» EXERCISE DETAILS: Below is a listing from which only part is wanted; return exactly the lines from the one with "from now on" up to and including the one with "not be reopened.".

» MATERIAL SUPPLIED:
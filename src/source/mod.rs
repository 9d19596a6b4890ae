//! One long-poll cycle per watch key.
//!
//! A [`Source`] owns at most one running poll task at a time. Each task is
//! tied to a [`CancellationToken`]; closing the source cancels the token so the
//! task drops whatever its in-flight request returns and exits. Cycles of one
//! source are strictly sequential:
//!
//! ```text
//! settings.find_by_slug() -> finder.fetch(cursor) -> record + broadcast
//!        ^                                                  |
//!        +------------------ blocking enabled --------------+
//! ```


use std::fmt;
use std::sync::Arc;

use futures::Stream;
use futures::StreamExt;
use parking_lot::Mutex;
use tokio::sync::broadcast;
use tokio_stream::wrappers::BroadcastStream;
use tokio_util::sync::CancellationToken;
use tracing::debug;
use tracing::trace;
use tracing::warn;

use crate::metrics::FETCH_ERRORS;
use crate::metrics::POLL_CYCLES;
use crate::Cursor;
use crate::Error;
use crate::FetchResponse;
use crate::Finder;
use crate::Result;
use crate::SettingsProvider;
use crate::Transport;
use crate::WatchKey;

#[derive(Debug, Clone, Copy, PartialEq, Eq)]
pub enum SourceStatus {
    /// Created, loop not started yet
    Idle,
    /// Loop running or waiting for the transport
    Polling,
    /// Loop ended on an error; the next open resumes it
    Stopped,
    /// Closed for good; the source is no longer registered
    Closed,
}

/// Notification delivered to everyone subscribed to a source
#[derive(Debug, Clone)]
pub enum SourceEvent {
    Message(Arc<FetchResponse>),
    Error(Arc<Error>),
    Closed,
}

/// What a closed source leaves behind for the next source of the same key
#[derive(Debug, Clone, Default)]
pub struct CacheEntry {
    pub cursor: Option<Cursor>,
    pub current_event: Option<Arc<FetchResponse>>,
}

pub(crate) type CloseHook = Box<dyn FnOnce(&Source, CacheEntry) + Send>;

/// Collaborators shared by every source of one client
pub(crate) struct PollContext {
    pub(crate) settings: Arc<dyn SettingsProvider>,
    pub(crate) transport: Arc<dyn Transport>,
    pub(crate) settings_slug: String,
    pub(crate) event_capacity: usize,
}

struct SourceState {
    status: SourceStatus,
    cursor: Option<Cursor>,
    current_event: Option<Arc<FetchResponse>>,
    run: Option<CancellationToken>,
}

struct SourceInner {
    id: u64,
    key: WatchKey,
    finder: Finder,
    ctx: Arc<PollContext>,
    state: Mutex<SourceState>,
    events: broadcast::Sender<SourceEvent>,
    close_hook: Mutex<Option<CloseHook>>,
}

/// Shared handle to one watch
#[derive(Clone)]
pub struct Source {
    inner: Arc<SourceInner>,
}

impl Source {
    pub(crate) fn new(
        id: u64,
        key: WatchKey,
        finder: Finder,
        ctx: Arc<PollContext>,
        seed: CacheEntry,
    ) -> Self {
        let (events, _) = broadcast::channel(ctx.event_capacity);
        Self {
            inner: Arc::new(SourceInner {
                id,
                key,
                finder,
                ctx,
                state: Mutex::new(SourceState {
                    status: SourceStatus::Idle,
                    cursor: seed.cursor,
                    current_event: seed.current_event,
                    run: None,
                }),
                events,
                close_hook: Mutex::new(None),
            }),
        }
    }

    pub fn id(&self) -> u64 {
        self.inner.id
    }

    pub fn uri(&self) -> &str {
        self.inner.key.as_str()
    }

    pub fn key(&self) -> &WatchKey {
        &self.inner.key
    }

    pub fn status(&self) -> SourceStatus {
        self.inner.state.lock().status
    }

    pub fn is_closed(&self) -> bool {
        self.status() == SourceStatus::Closed
    }

    pub fn cursor(&self) -> Option<Cursor> {
        self.inner.state.lock().cursor.clone()
    }

    /// Last response received, or the one replayed from the cache
    pub fn current_event(&self) -> Option<Arc<FetchResponse>> {
        self.inner.state.lock().current_event.clone()
    }

    /// Live events from now on
    pub fn subscribe(&self) -> broadcast::Receiver<SourceEvent> {
        self.inner.events.subscribe()
    }

    /// Current event first (if any), then live events. Lagged events are skipped.
    pub fn stream(&self) -> impl Stream<Item = SourceEvent> + Send + 'static {
        let rx = self.subscribe();
        let current = self.current_event().map(SourceEvent::Message);
        futures::stream::iter(current).chain(
            BroadcastStream::new(rx).filter_map(|event| futures::future::ready(event.ok())),
        )
    }

    pub(crate) fn on_close(
        &self,
        hook: CloseHook,
    ) {
        *self.inner.close_hook.lock() = Some(hook);
    }

    /// Starts the poll loop unless it is already running.
    ///
    /// Returns false for a closed source, which can not be reopened.
    pub(crate) fn open(&self) -> bool {
        let token = {
            let mut state = self.inner.state.lock();
            match state.status {
                SourceStatus::Closed => return false,
                SourceStatus::Polling => return true,
                SourceStatus::Idle | SourceStatus::Stopped => {}
            }
            let token = CancellationToken::new();
            state.status = SourceStatus::Polling;
            state.run = Some(token.clone());
            token
        };

        debug!(uri = %self.uri(), source_id = self.id(), "start polling");
        let source = self.clone();
        tokio::spawn(async move { source.poll(token).await });
        true
    }

    /// Stops polling and hands the cursor and last event to the close hook.
    ///
    /// A request already in flight is not aborted; its result is discarded.
    pub(crate) fn close(&self) {
        if let Some(entry) = self.shutdown() {
            self.finish_close(entry);
        }
    }

    /// Marks the source closed and cancels its run.
    ///
    /// Returns the final cursor and event, or `None` if it was closed already.
    pub(crate) fn shutdown(&self) -> Option<CacheEntry> {
        let mut state = self.inner.state.lock();
        if state.status == SourceStatus::Closed {
            return None;
        }
        state.status = SourceStatus::Closed;
        if let Some(run) = state.run.take() {
            run.cancel();
        }
        Some(CacheEntry {
            cursor: state.cursor.clone(),
            current_event: state.current_event.clone(),
        })
    }

    /// Runs the close hook and notifies subscribers. Must follow [`Self::shutdown`].
    pub(crate) fn finish_close(
        &self,
        entry: CacheEntry,
    ) {
        debug!(uri = %self.uri(), source_id = self.id(), cursor = ?entry.cursor, "closed");
        let hook = self.inner.close_hook.lock().take();
        if let Some(hook) = hook {
            hook(self, entry);
        }
        let _ = self.inner.events.send(SourceEvent::Closed);
    }

    /// Cursor and last event as they stand now
    pub(crate) fn snapshot(&self) -> CacheEntry {
        let state = self.inner.state.lock();
        CacheEntry {
            cursor: state.cursor.clone(),
            current_event: state.current_event.clone(),
        }
    }

    async fn poll(
        self,
        token: CancellationToken,
    ) {
        let model = self.inner.key.model().to_string();
        loop {
            let blocking = match self.blocking_enabled().await {
                Ok(blocking) => blocking,
                Err(e) => return self.fail(&token, e),
            };
            if token.is_cancelled() {
                return;
            }

            let cursor = {
                let mut state = self.inner.state.lock();
                if !blocking {
                    state.cursor = None;
                }
                state.cursor.clone()
            };
            trace!(uri = %self.uri(), cursor = ?cursor, blocking, "poll cycle");

            let result = self.inner.finder.fetch(cursor).await;
            if token.is_cancelled() {
                debug!(uri = %self.uri(), "closed while request in flight, dropping result");
                return;
            }

            match result {
                Ok(response) => {
                    POLL_CYCLES.with_label_values(&[model.as_str()]).inc();
                    if !self.record(&token, response) {
                        return;
                    }

                    let keep_blocking = blocking
                        && match self.blocking_enabled().await {
                            Ok(blocking) => blocking,
                            Err(e) => return self.fail(&token, e),
                        };
                    if token.is_cancelled() {
                        return;
                    }
                    if !keep_blocking {
                        debug!(uri = %self.uri(), "blocking disabled, closing after full fetch");
                        self.close();
                        return;
                    }
                }
                Err(e) if e.is_abort() => {
                    FETCH_ERRORS.with_label_values(&["abort"]).inc();
                    debug!(uri = %self.uri(), "request aborted, waiting for transport");
                    tokio::select! {
                        _ = token.cancelled() => return,
                        available = self.inner.ctx.transport.when_available(&e) => {
                            if let Err(err) = available {
                                return self.fail(&token, err);
                            }
                        }
                    }
                }
                Err(e) => {
                    FETCH_ERRORS.with_label_values(&["fatal"]).inc();
                    return self.fail(&token, Error::Fetch(e));
                }
            }
        }
    }

    async fn blocking_enabled(&self) -> Result<bool> {
        let ctx = &self.inner.ctx;
        ctx.settings
            .find_by_slug(&ctx.settings_slug)
            .await
            .map(|settings| settings.blocking)
    }

    /// Stores the response unless the run was cancelled meanwhile
    fn record(
        &self,
        token: &CancellationToken,
        response: FetchResponse,
    ) -> bool {
        let event = {
            let mut state = self.inner.state.lock();
            if token.is_cancelled() {
                return false;
            }
            if let Some(cursor) = &response.cursor {
                state.cursor = Some(cursor.clone());
            }
            let event = Arc::new(response);
            state.current_event = Some(event.clone());
            event
        };

        let _ = self.inner.events.send(SourceEvent::Message(event));
        true
    }

    fn fail(
        &self,
        token: &CancellationToken,
        err: Error,
    ) {
        {
            let mut state = self.inner.state.lock();
            if token.is_cancelled() {
                return;
            }
            state.status = SourceStatus::Stopped;
            state.run = None;
        }

        warn!(uri = %self.uri(), source_id = self.id(), error = %err, "watch stopped");
        let _ = self.inner.events.send(SourceEvent::Error(Arc::new(err)));
    }
}

impl fmt::Debug for Source {
    fn fmt(
        &self,
        f: &mut fmt::Formatter<'_>,
    ) -> fmt::Result {
        let state = self.inner.state.lock();
        f.debug_struct("Source")
            .field("id", &self.inner.id)
            .field("uri", &self.inner.key.as_str())
            .field("status", &state.status)
            .field("cursor", &state.cursor)
            .finish()
    }
}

» EXERCISE SOLUTION:
    /// Live events from now on
    pub fn subscribe(&self) -> broadcast::Receiver<SourceEvent> {
        self.inner.events.subscribe()
    }

    /// Current event first (if any), then live events. Lagged events are skipped.
    pub fn stream(&self) -> impl Stream<Item = SourceEvent> + Send + 'static {
        let rx = self.subscribe();
        let current = self.current_event().map(SourceEvent::Message);
        futures::stream::iter(current).chain(
            BroadcastStream::new(rx).filter_map(|event| futures::future::ready(event.ok())),
        )
    }

    pub(crate) fn on_close(
        &self,
        hook: CloseHook,
    ) {
        *self.inner.close_hook.lock() = Some(hook);
    }

    /// Starts the poll loop unless it is already running.
    ///
    /// Returns false for a closed source, which can not be reopened.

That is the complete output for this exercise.